**YOUR ASSIGNMENT**
Give only the number of lines in the following entries where "SessionTransport" appears.

TASK MATERIAL START

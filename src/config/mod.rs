use config::{Config, Environment, File};
use serde::{Deserialize, Serialize};

pub mod validator;

use crate::agents::catalog::{default_specs, AgentCatalog};
use crate::agents::domain::AgentTypeSpec;
use crate::cli::Cli;
use crate::domain::auth::AuthConfig;
use crate::domain::UsageLimits;
use crate::persistence::PersistenceConfig;

#[derive(Debug, Clone, Deserialize, Serialize)]
pub struct Settings {
    pub server: ServerSettings,
    #[serde(default)]
    pub auth: AuthConfig,
    #[serde(default)]
    pub upstream: UpstreamSettings,
    #[serde(default)]
    pub quota: QuotaSettings,
    #[serde(default)]
    pub session: SessionSettings,
    /// Absent means every store is kept in memory
    #[serde(default)]
    pub database: Option<PersistenceConfig>,
    #[serde(default)]
    pub rate_limit: Option<RateLimitConfig>,
    #[serde(default)]
    pub logging: LoggingSettings,
    /// Projects seeded at startup; the whole registry when no database is configured
    #[serde(default)]
    pub projects: Vec<ProjectConfig>,
    /// Subscription limits seeded at startup
    #[serde(default)]
    pub subscriptions: Vec<SubscriptionConfig>,
    #[serde(default)]
    pub agent_types: Vec<AgentTypeSpec>,
}

#[derive(Debug, Clone, Deserialize, Serialize)]
pub struct ServerSettings {
    pub host: String,
    pub port: u16,
}

/// Upstream text-generation service
#[derive(Debug, Clone, Deserialize, Serialize)]
#[serde(default)]
pub struct UpstreamSettings {
    pub base_url: String,
    pub generate_path: String,
    /// Bound on establishing the connection
    pub connect_timeout_secs: u64,
    /// Overall ceiling for one generation, body included
    pub request_timeout_secs: u64,
    /// Thinking mode when neither the message nor the agent type sets it
    pub default_think: bool,
    /// Capacity of the channel between the read loop and the session
    pub event_buffer: usize,
}

impl Default for UpstreamSettings {
    fn default() -> Self {
        Self {
            base_url: "http://localhost:11434".to_string(),
            generate_path: "/api/generate".to_string(),
            connect_timeout_secs: 10,
            request_timeout_secs: 600,
            default_think: false,
            event_buffer: 64,
        }
    }
}

impl UpstreamSettings {
    pub fn endpoint(&self) -> String {
        format!(
            "{}/{}",
            self.base_url.trim_end_matches('/'),
            self.generate_path.trim_start_matches('/')
        )
    }
}

/// Limits for users without a subscription row. `-1` means unlimited.
#[derive(Debug, Clone, Deserialize, Serialize)]
#[serde(default)]
pub struct QuotaSettings {
    pub default_max_actions_per_day: i64,
    pub default_max_tokens_per_day: i64,
}

impl Default for QuotaSettings {
    fn default() -> Self {
        Self {
            default_max_actions_per_day: 100,
            default_max_tokens_per_day: UsageLimits::UNLIMITED,
        }
    }
}

impl QuotaSettings {
    pub fn limits(&self) -> UsageLimits {
        UsageLimits {
            max_actions_per_day: self.default_max_actions_per_day,
            max_tokens_per_day: self.default_max_tokens_per_day,
        }
    }
}

#[derive(Debug, Clone, Deserialize, Serialize)]
#[serde(default)]
pub struct SessionSettings {
    /// User/assistant turns kept per instance and fed into the next prompt
    pub max_history_turns: usize,
    /// How long a cancelled read loop may take to wind down before the
    /// session stops waiting for it
    pub cancel_grace_ms: u64,
}

impl Default for SessionSettings {
    fn default() -> Self {
        Self {
            max_history_turns: 20,
            cancel_grace_ms: 500,
        }
    }
}

#[derive(Debug, Clone, Deserialize, Serialize)]
pub struct RateLimitConfig {
    pub enabled: bool,
    pub requests_per_second: u32,
    pub burst_size: u32,
}

#[derive(Debug, Clone, Copy, Default, PartialEq, Eq, Deserialize, Serialize)]
#[serde(rename_all = "lowercase")]
pub enum LogFormat {
    #[default]
    Pretty,
    Json,
}

#[derive(Debug, Clone, Default, Deserialize, Serialize)]
pub struct LoggingSettings {
    #[serde(default)]
    pub format: LogFormat,
}

#[derive(Debug, Clone, Deserialize, Serialize)]
pub struct ProjectConfig {
    pub id: String,
    pub owner_id: String,
    #[serde(default)]
    pub name: Option<String>,
}

#[derive(Debug, Clone, Deserialize, Serialize)]
pub struct SubscriptionConfig {
    pub user_id: String,
    #[serde(default = "unlimited")]
    pub max_actions_per_day: i64,
    #[serde(default = "unlimited")]
    pub max_tokens_per_day: i64,
}

fn unlimited() -> i64 {
    UsageLimits::UNLIMITED
}

impl SubscriptionConfig {
    pub fn limits(&self) -> UsageLimits {
        UsageLimits {
            max_actions_per_day: self.max_actions_per_day,
            max_tokens_per_day: self.max_tokens_per_day,
        }
    }
}

impl Settings {
    pub fn new() -> Result<Self, anyhow::Error> {
        Self::from_root(".")
    }

    /// Create settings from CLI arguments (includes config file and CLI overrides)
    pub fn new_with_cli(cli: &Cli) -> Result<Self, anyhow::Error> {
        let root = cli
            .config
            .parent()
            .and_then(|p| p.to_str())
            .filter(|p| !p.is_empty())
            .unwrap_or(".")
            .to_string();

        let mut settings = Self::build(File::from(cli.config.clone()).required(false))?;

        // CLI > env vars > config file
        settings.apply_cli_overrides(cli);
        settings.load_external_configs(&root)?;
        settings.validate()?;

        Ok(settings)
    }

    pub fn from_root(root: &str) -> Result<Self, anyhow::Error> {
        let config_path = std::path::Path::new(root).join("stratum");
        let mut settings = Self::build(File::from(config_path).required(false))?;

        settings.load_external_configs(root)?;
        settings.validate()?;

        Ok(settings)
    }

    fn build<S>(file: S) -> Result<Self, anyhow::Error>
    where
        S: config::Source + Send + Sync + 'static,
    {
        let s = Config::builder()
            .add_source(file)
            .add_source(
                Environment::with_prefix("STRATUM")
                    .prefix_separator("__")
                    .separator("__")
                    .try_parsing(true),
            )
            .set_default("server.host", "127.0.0.1")?
            .set_default("server.port", 3000)?
            .build()?;

        Ok(s.try_deserialize()?)
    }

    fn validate(&self) -> Result<(), anyhow::Error> {
        validator::ConfigValidator::validate(self).map_err(|errors| {
            let error_messages: Vec<String> = errors.iter().map(|e| e.to_string()).collect();
            anyhow::anyhow!(
                "Configuration validation failed:\n{}",
                error_messages.join("\n")
            )
        })
    }

    /// Apply CLI argument overrides to settings
    fn apply_cli_overrides(&mut self, cli: &Cli) {
        if let Some(host) = &cli.host {
            self.server.host = host.clone();
        }
        if let Some(port) = cli.port {
            self.server.port = port;
        }
        if let Some(url) = &cli.upstream_url {
            self.upstream.base_url = url.clone();
        }
        if let Some(url) = &cli.database_url {
            let database = self.database.get_or_insert_with(PersistenceConfig::default);
            database.url = url.clone();
        }
        if let Some(format) = cli.log_format {
            self.logging.format = format;
        }
    }

    fn load_external_configs(&mut self, root: &str) -> Result<(), anyhow::Error> {
        self.load_agent_types_from_dir(&format!("{}/config/agent_types", root))
    }

    /// Agent types from individual files. A file entry replaces an inline
    /// `[[agent_types]]` entry for the same role.
    fn load_agent_types_from_dir(&mut self, path: &str) -> Result<(), anyhow::Error> {
        let pattern = format!("{}/*", path);
        let mut paths: Vec<_> = glob::glob(&pattern)?.filter_map(Result::ok).collect();
        paths.sort();

        for path in paths {
            let Some(ext) = path.extension().and_then(|e| e.to_str()) else {
                continue;
            };
            if !matches!(ext, "json" | "yaml" | "yml" | "toml") {
                continue;
            }
            let content = std::fs::read_to_string(&path)?;
            let spec: AgentTypeSpec = match ext {
                "json" => serde_json::from_str(&content)?,
                "toml" => toml::from_str(&content)?,
                _ => serde_yaml::from_str(&content)?,
            };
            tracing::debug!(role = %spec.role, path = %path.display(), "Loaded agent type");
            self.agent_types.retain(|existing| existing.role != spec.role);
            self.agent_types.push(spec);
        }
        Ok(())
    }

    /// The configured agent catalog, or the built-in one when none is configured.
    pub fn catalog(&self) -> AgentCatalog {
        if self.agent_types.is_empty() {
            AgentCatalog::from_specs(default_specs())
        } else {
            AgentCatalog::from_specs(self.agent_types.clone())
        }
    }
}

impl Default for Settings {
    fn default() -> Self {
        Self {
            server: ServerSettings {
                host: "127.0.0.1".to_string(),
                port: 3000,
            },
            auth: AuthConfig::default(),
            upstream: UpstreamSettings::default(),
            quota: QuotaSettings::default(),
            session: SessionSettings::default(),
            database: None,
            rate_limit: None,
            logging: LoggingSettings::default(),
            projects: Vec::new(),
            subscriptions: Vec::new(),
            agent_types: Vec::new(),
        }
    }
}

#[cfg(test)]
mod tests {
    use super::*;
    use crate::agents::domain::AgentRole;

    #[test]
    fn test_upstream_endpoint_joins_slashes() {
        let mut upstream = UpstreamSettings::default();
        assert_eq!(upstream.endpoint(), "http://localhost:11434/api/generate");

        upstream.base_url = "http://gen:8000/".to_string();
        upstream.generate_path = "v1/stream".to_string();
        assert_eq!(upstream.endpoint(), "http://gen:8000/v1/stream");
    }

    #[test]
    fn test_catalog_falls_back_to_defaults() {
        let settings = Settings::default();
        assert_eq!(settings.catalog().len(), AgentRole::ALL.len());
    }

    #[test]
    fn test_configured_catalog_replaces_defaults() {
        let settings = Settings {
            agent_types: vec![AgentTypeSpec::new(AgentRole::Orchestrator, 0)],
            ..Settings::default()
        };
        let catalog = settings.catalog();
        assert_eq!(catalog.len(), 1);
        assert!(catalog.get(AgentRole::Architect).is_none());
    }

    #[test]
    fn test_quota_defaults() {
        let limits = QuotaSettings::default().limits();
        assert_eq!(limits.max_actions_per_day, 100);
        assert_eq!(limits.max_tokens_per_day, UsageLimits::UNLIMITED);
    }
}
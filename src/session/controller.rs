//! Session state machine
//!
//! `CONNECTING -> READY -> EXECUTING -> READY ... -> CLOSED`. The loop
//! selects over inbound frames and the active generation so a cancel is
//! seen even while the upstream read is blocked.

use std::time::{Duration, Instant};

use chrono::Utc;
use serde_json::{json, Value};
use tokio_util::sync::CancellationToken;
use tracing::{debug, error, info, warn};

use super::gate::ConnectionGate;
use super::protocol::{ClientMessage, Envelope, ErrorCode, ServerEvent, StatusUpdate, UserMessage};
use super::record::TurnRecord;
use super::transport::SessionTransport;
use super::{ExecutionSession, SessionServices, SessionState};
use crate::agents::domain::{
    AgentAction, AgentInstance, AgentMessage, AgentRole, AgentStatus, AgentTypeSpec,
    ConversationTurn, MessageType, Participant, WorkingMemory,
};
use crate::agents::error::{AgentError, DelegationError};
use crate::agents::hierarchy::{DelegationRequest, COMPLETE_TASK_TOOL, DELEGATE_TOOL};
use crate::agents::llm::{GenerationRequest, GenerationStream, StreamEvent, StreamEventKind, TokenUsage};
use crate::domain::PersistOutcome;
use crate::quota::Admission;

/// Runs one connection: admission, then the session loop until the client
/// goes away.
pub async fn serve<T: SessionTransport>(
    mut transport: T,
    gate: ConnectionGate,
    services: SessionServices,
    token: Option<String>,
    project_id: String,
) {
    match gate.admit(token.as_deref(), &project_id).await {
        Err(rejection) => {
            let reason = rejection.close_reason();
            warn!(
                project_id = %project_id,
                reason = reason.as_str(),
                error = %rejection,
                "Connection rejected"
            );
            services
                .metrics
                .connections_rejected
                .with_label_values(&[reason.as_str()])
                .inc();
            transport.close(reason.code(), reason.as_str()).await;
        }
        Ok(subject) => {
            let metrics = services.metrics.clone();
            let session = ExecutionSession::new(subject.user_id, project_id);
            metrics.sessions_active.inc();
            SessionController::new(transport, services, session).run().await;
            metrics.sessions_active.dec();
        }
    }
}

TASK MATERIAL END

**PROBLEM SOLUTION**
2